2.1 Charges. The Client shall pay the charges for the Services as set out in the Form, Annexures to the Form or in a superseding quotation accepted by the Client. All charges are exclusive of any applicable taxes and regulatory fees now or hereafter attributable to the Services and included in the invoice. If products or hardware are sold, the Provider retains title and lien until full payment is made by Client who is responsible for all costs of shipping, transportation and insurance as well as applicable customs duties and taxes.
The Client acknowledges that the Provider may increase the charges to the Client by giving to the Client no less than fourteen (14) days’ notice. In the event that a third party provider (including Partners) modifies their charges related to international rates, and this results in an increase in the costs incurred by the Provider in providing the Services, the Client acknowledges that the Provider may increase the charges to the Client without notice.
2.2 Invoicing. The Services are invoiced electronically or otherwise monthly and in a currency as set out in the Form (by default, in Euro).
2.3 Methods of payment.Net payment of invoices, in full and in cleared funds duly received by the Provider, shall be due as set out in the Form and by default fourteen (14) days starting from the date of the invoice. Any invoice not disputed within fourteen (14) days following its issuance date shall be considered to have been accepted by the Client.
Moreover, the Provider may also recover reasonable compensation from the Client for any recovery expenses incurred by the Provider to collect any sums properly due by the Client under this Contract.
Client shall not be entitled to set off or otherwise withhold any amount due to the Provider under this Contract.
Unless the term is set out in the Form, the initial term of the Contract shall commence on the Effective Date and continue for a period of two (2) years. Thereafter, the Contract shall automatically renew from year to year unless the Client gives written notice of termination to the Provider at least one (3) month prior to the end of the initial or renewal term.
4.Software License Terms (“SLT”)
4.1. Notwithstanding any other provision of the Contract, when the Client downloads any software application, including any conferencing Add-on software together with any documentation to use the Provider’s proprietary services (altogether referred as “Software”), the Client is entitled to use the Software insofar as this is necessary for the proper and lawful utilization of Services and only as expressly permitted in this Contract and for the duration of the Contract. The Partner’s(and other non-Provider’s) proprietary services are subject to the SLT stated under their respective STU.

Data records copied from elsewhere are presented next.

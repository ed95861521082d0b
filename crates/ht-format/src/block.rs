//! The framed block: a fixed header (10-byte magic, 2-byte header-format version, compression
//! type, uncompressed/compressed lengths, a payload checksum, and a header checksum) followed
//! by a (possibly compressed) payload. Commit-log and cell-store headers extend the base header
//! with their own fields ahead of the header checksum.

use crate::checksum::fletcher32;
use crate::compression::{self, CompressionType};
use crate::error::BlockError;

/// Length, in bytes, of a [`BlockHeader`]'s fixed-size fields, not counting the header checksum
/// appended by [`append_header_checksum`].
pub const BASE_HEADER_LEN: usize = MAGIC_LEN + 2 + 1 + 4 + 4 + 4;

/// Length, in bytes, of the magic field.
pub const MAGIC_LEN: usize = 10;

/// Length, in bytes, of a header checksum field.
pub const HEADER_CHECKSUM_LEN: usize = 4;

/// The currently-written header-format version.
pub const HEADER_VERSION: u16 = 1;

/// The base fields common to every framed block header, in front of whatever extra fields a
/// specific block kind (commit-log, cell-store) inserts ahead of the header checksum.
#[derive(Debug, Clone, Copy, PartialEq, Eq)]
pub struct BlockHeader {
    pub magic:            [u8; MAGIC_LEN],
    pub version:          u16,
    pub compression:      CompressionType,
    pub uncompressed_len: u32,
    pub compressed_len:   u32,
    pub payload_checksum: u32,
}

impl BlockHeader {
    /// Appends the base header fields (everything but the header checksum) to `output`.
    pub fn append_encoded(&self, output: &mut Vec<u8>) {
        output.extend_from_slice(&self.magic);
        output.extend_from_slice(&self.version.to_be_bytes());
        output.push(u8::from(self.compression));
        output.extend_from_slice(&self.uncompressed_len.to_be_bytes());
        output.extend_from_slice(&self.compressed_len.to_be_bytes());
        output.extend_from_slice(&self.payload_checksum.to_be_bytes());
    }

    /// Decodes the base header fields from the front of `bytes`, returning the header and the
    /// unparsed remainder (any block-kind-specific fields, followed by the header checksum).
    pub fn decode(bytes: &[u8]) -> Result<(Self, &[u8]), BlockError> {
        if bytes.len() < BASE_HEADER_LEN {
            return Err(BlockError::BadHeader);
        }
        let (magic, rest) = bytes.split_at(MAGIC_LEN);
        let (version, rest) = rest.split_at(2);
        let (&compression_byte, rest) = rest.split_first().ok_or(BlockError::BadHeader)?;
        let (uncompressed_len, rest) = rest.split_at(4);
        let (compressed_len, rest) = rest.split_at(4);
        let (payload_checksum, rest) = rest.split_at(4);

        let header = Self {
            magic:            magic.try_into().unwrap(),
            version:          u16::from_be_bytes(version.try_into().unwrap()),
            compression:      CompressionType::from_byte(compression_byte)?,
            uncompressed_len: u32::from_be_bytes(uncompressed_len.try_into().unwrap()),
            compressed_len:   u32::from_be_bytes(compressed_len.try_into().unwrap()),
            payload_checksum: u32::from_be_bytes(payload_checksum.try_into().unwrap()),
        };
        Ok((header, rest))
    }
}

/// Appends a Fletcher-32 checksum of every byte written to `header` so far, finalizing it.
pub fn append_header_checksum(header: &mut Vec<u8>) {
    let checksum = fletcher32(header);
    header.extend_from_slice(&checksum.to_be_bytes());
}

/// Splits the header checksum off the end of `header_with_checksum`, verifies it against the
/// preceding bytes, and returns those preceding bytes (the header proper) on success.
pub fn verify_header_checksum(header_with_checksum: &[u8]) -> Result<&[u8], BlockError> {
    if header_with_checksum.len() < HEADER_CHECKSUM_LEN {
        return Err(BlockError::BadHeader);
    }
    let split = header_with_checksum.len() - HEADER_CHECKSUM_LEN;
    let (header, checksum_bytes) = header_with_checksum.split_at(split);
    let expected = u32::from_be_bytes(checksum_bytes.try_into().unwrap());
    if fletcher32(header) != expected {
        return Err(BlockError::ChecksumMismatch);
    }
    Ok(header)
}

/// Frames and compresses `payload` into a complete block: `magic`, the base header fields, any
/// `extra_header_fields` a caller wants inserted ahead of the header checksum (commit-log
/// revision, cell-store specifics), the header checksum, and finally the compressed payload.
///
/// If compressing does not actually shrink the payload, falls back to [`CompressionType::None`],
/// matching the "deflate" behavior of never writing an inflated block.
pub fn deflate(
    magic:               [u8; MAGIC_LEN],
    payload:             &[u8],
    compression:         CompressionType,
    extra_header_fields: &[u8],
) -> Result<Vec<u8>, BlockError> {
    let (compression, compressed) = match compression {
        CompressionType::None => (CompressionType::None, payload.to_vec()),
        other => {
            let compressed = compression::compress(payload, other)?;
            if compressed.len() < payload.len() {
                (other, compressed)
            } else {
                (CompressionType::None, payload.to_vec())
            }
        }
    };

    let header = BlockHeader {
        magic,
        version: HEADER_VERSION,
        compression,
        uncompressed_len: u32::try_from(payload.len()).map_err(|_err| BlockError::BadHeader)?,
        compressed_len: u32::try_from(compressed.len()).map_err(|_err| BlockError::BadHeader)?,
        payload_checksum: fletcher32(&compressed),
    };

    let mut output = Vec::with_capacity(BASE_HEADER_LEN + extra_header_fields.len()
        + HEADER_CHECKSUM_LEN + compressed.len());
    header.append_encoded(&mut output);
    output.extend_from_slice(extra_header_fields);
    append_header_checksum(&mut output);
    output.extend_from_slice(&compressed);

    Ok(output)
}

/// Inflates a block framed by [`deflate`], verifying its magic, header checksum, and payload
/// checksum. Returns the decoded base header, any block-kind-specific fields that sat between
/// the base header and the header checksum, and the decompressed payload.
pub fn inflate<'a>(
    block:          &'a [u8],
    expected_magic: [u8; MAGIC_LEN],
) -> Result<(BlockHeader, &'a [u8], Vec<u8>), BlockError> {
    let (header, after_base) = BlockHeader::decode(block)?;
    if header.magic != expected_magic {
        return Err(BlockError::BadMagic);
    }
    if header.version != HEADER_VERSION {
        return Err(BlockError::BadHeader);
    }

    // `inflate` only supports blocks with no extra header fields; callers with extra fields
    // (commit-log, cell-store headers) use `inflate_with_extra` instead.
    let base_len = block.len() - after_base.len();
    let checksum_end = base_len + HEADER_CHECKSUM_LEN;
    if block.len() < checksum_end {
        return Err(BlockError::BadHeader);
    }
    let _ = verify_header_checksum(&block[..checksum_end])?;
    let payload = &block[checksum_end..];

    let compressed_len = header.compressed_len as usize;
    if payload.len() < compressed_len {
        return Err(BlockError::BadHeader);
    }
    let compressed = &payload[..compressed_len];
    if fletcher32(compressed) != header.payload_checksum {
        tracing::warn!(magic = ?expected_magic, "block payload checksum mismatch");
        return Err(BlockError::ChecksumMismatch);
    }

    let decompressed = compression::decompress(
        compressed,
        header.compression,
        header.uncompressed_len as usize,
    )?;

    Ok((header, &[][..], decompressed))
}

/// As [`inflate`], but for block kinds that insert `extra_header_len` bytes of their own fields
/// between the base header and the header checksum.
pub fn inflate_with_extra<'a>(
    block:            &'a [u8],
    expected_magic:   [u8; MAGIC_LEN],
    extra_header_len: usize,
) -> Result<(BlockHeader, &'a [u8], Vec<u8>), BlockError> {
    let (header, after_base) = BlockHeader::decode(block)?;
    if header.magic != expected_magic {
        return Err(BlockError::BadMagic);
    }
    if header.version != HEADER_VERSION {
        return Err(BlockError::BadHeader);
    }
    if after_base.len() < extra_header_len + HEADER_CHECKSUM_LEN {
        return Err(BlockError::BadHeader);
    }

    let base_len = block.len() - after_base.len();
    let extra_fields = &after_base[..extra_header_len];
    let checksum_end = base_len + extra_header_len + HEADER_CHECKSUM_LEN;
    let _ = verify_header_checksum(&block[..checksum_end])?;
    let payload = &block[checksum_end..];

    let compressed_len = header.compressed_len as usize;
    if payload.len() < compressed_len {
        return Err(BlockError::BadHeader);
    }
    let compressed = &payload[..compressed_len];
    if fletcher32(compressed) != header.payload_checksum {
        tracing::warn!(magic = ?expected_magic, "block payload checksum mismatch");
        return Err(BlockError::ChecksumMismatch);
    }

    let decompressed = compression::decompress(
        compressed,
        header.compression,
        header.uncompressed_len as usize,
    )?;

    Ok((header, extra_fields, decompressed))
}

#[cfg(test)]
mod tests {
    use super::{deflate, inflate};
    use crate::compression::CompressionType;

    const MAGIC: [u8; 10] = *b"TestBlock-";

    #[test]
    fn round_trips_uncompressed() {
        let payload = b"hello, range server".to_vec();
        let block = deflate(MAGIC, &payload, CompressionType::None, &[]).unwrap();
        let (_, extra, decoded) = inflate(&block, MAGIC).unwrap();
        assert!(extra.is_empty());
        assert_eq!(decoded, payload);
    }

    #[test]
    fn round_trips_compressed() {
        let payload = b"aaaaaaaaaaaaaaaaaaaaaaaaaaaaaaaaaaaaaaaaaaaaaaaaaaaaaaaaaaaaaaaa".to_vec();
        let block = deflate(MAGIC, &payload, CompressionType::Zlib, &[]).unwrap();
        let (_, _, decoded) = inflate(&block, MAGIC).unwrap();
        assert_eq!(decoded, payload);
    }

    #[test]
    fn rejects_wrong_magic() {
        let payload = b"hello".to_vec();
        let block = deflate(MAGIC, &payload, CompressionType::None, &[]).unwrap();
        assert!(inflate(&block, *b"Wrongmagic").is_err());
    }

    #[test]
    fn detects_corrupted_payload() {
        let payload = b"hello, range server".to_vec();
        let mut block = deflate(MAGIC, &payload, CompressionType::None, &[]).unwrap();
        let last = block.len() - 1;
        block[last] ^= 0xff;
        assert!(inflate(&block, MAGIC).is_err());
    }

    #[test]
    fn falls_back_to_none_when_compression_does_not_shrink() {
        let payload = b"x".to_vec();
        let block = deflate(MAGIC, &payload, CompressionType::Zlib, &[]).unwrap();
        let (header, _, decoded) = inflate(&block, MAGIC).unwrap();
        assert_eq!(header.compression, CompressionType::None);
        assert_eq!(decoded, payload);
    }
}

4.2. The Provider grants the Client, for the duration of the present license a worldwide, non-transferable, non-exclusive and personal right to use, in object code form, the Software.
4.3. All rights, title, ownership rights, and Intellectual Property Rights in the Software are protected by applicable copyright laws or other laws and are held by the Provider or its licensors and all are reserved.
4.4. The Client must comply with any limitations of the SLT that only allow using the Software in certain ways and in particular, may not (i) copy the program or the source code of the Software, or (ii) use the Software for any purpose other than use of the Services, or (iii) create copies of the Software for any purpose that is not directly related to the Services or make more copies of the Software than specified in these SLT or allowed by applicable law despite this limitation, or (iv) modify, translate, adapt, reverse engineer, decompile, disassemble (except and only to the extent that applicable law expressly permits, despite this limitation), incorporate the Software into any other software or create derivative works based upon the Software, or (v) resell, rent, lease or make any commercial use of the Software or transfer the Software or these SLT to any third party, (vi) use the documentation but for internal and reference purposes, or (vii) remove any proprietary notices or labels from the Software, or (viii) export, re-export, divert or disclose any portion of the Software or any related technical information or materials, directly or indirectly, in violation of any applicable export law or regulation.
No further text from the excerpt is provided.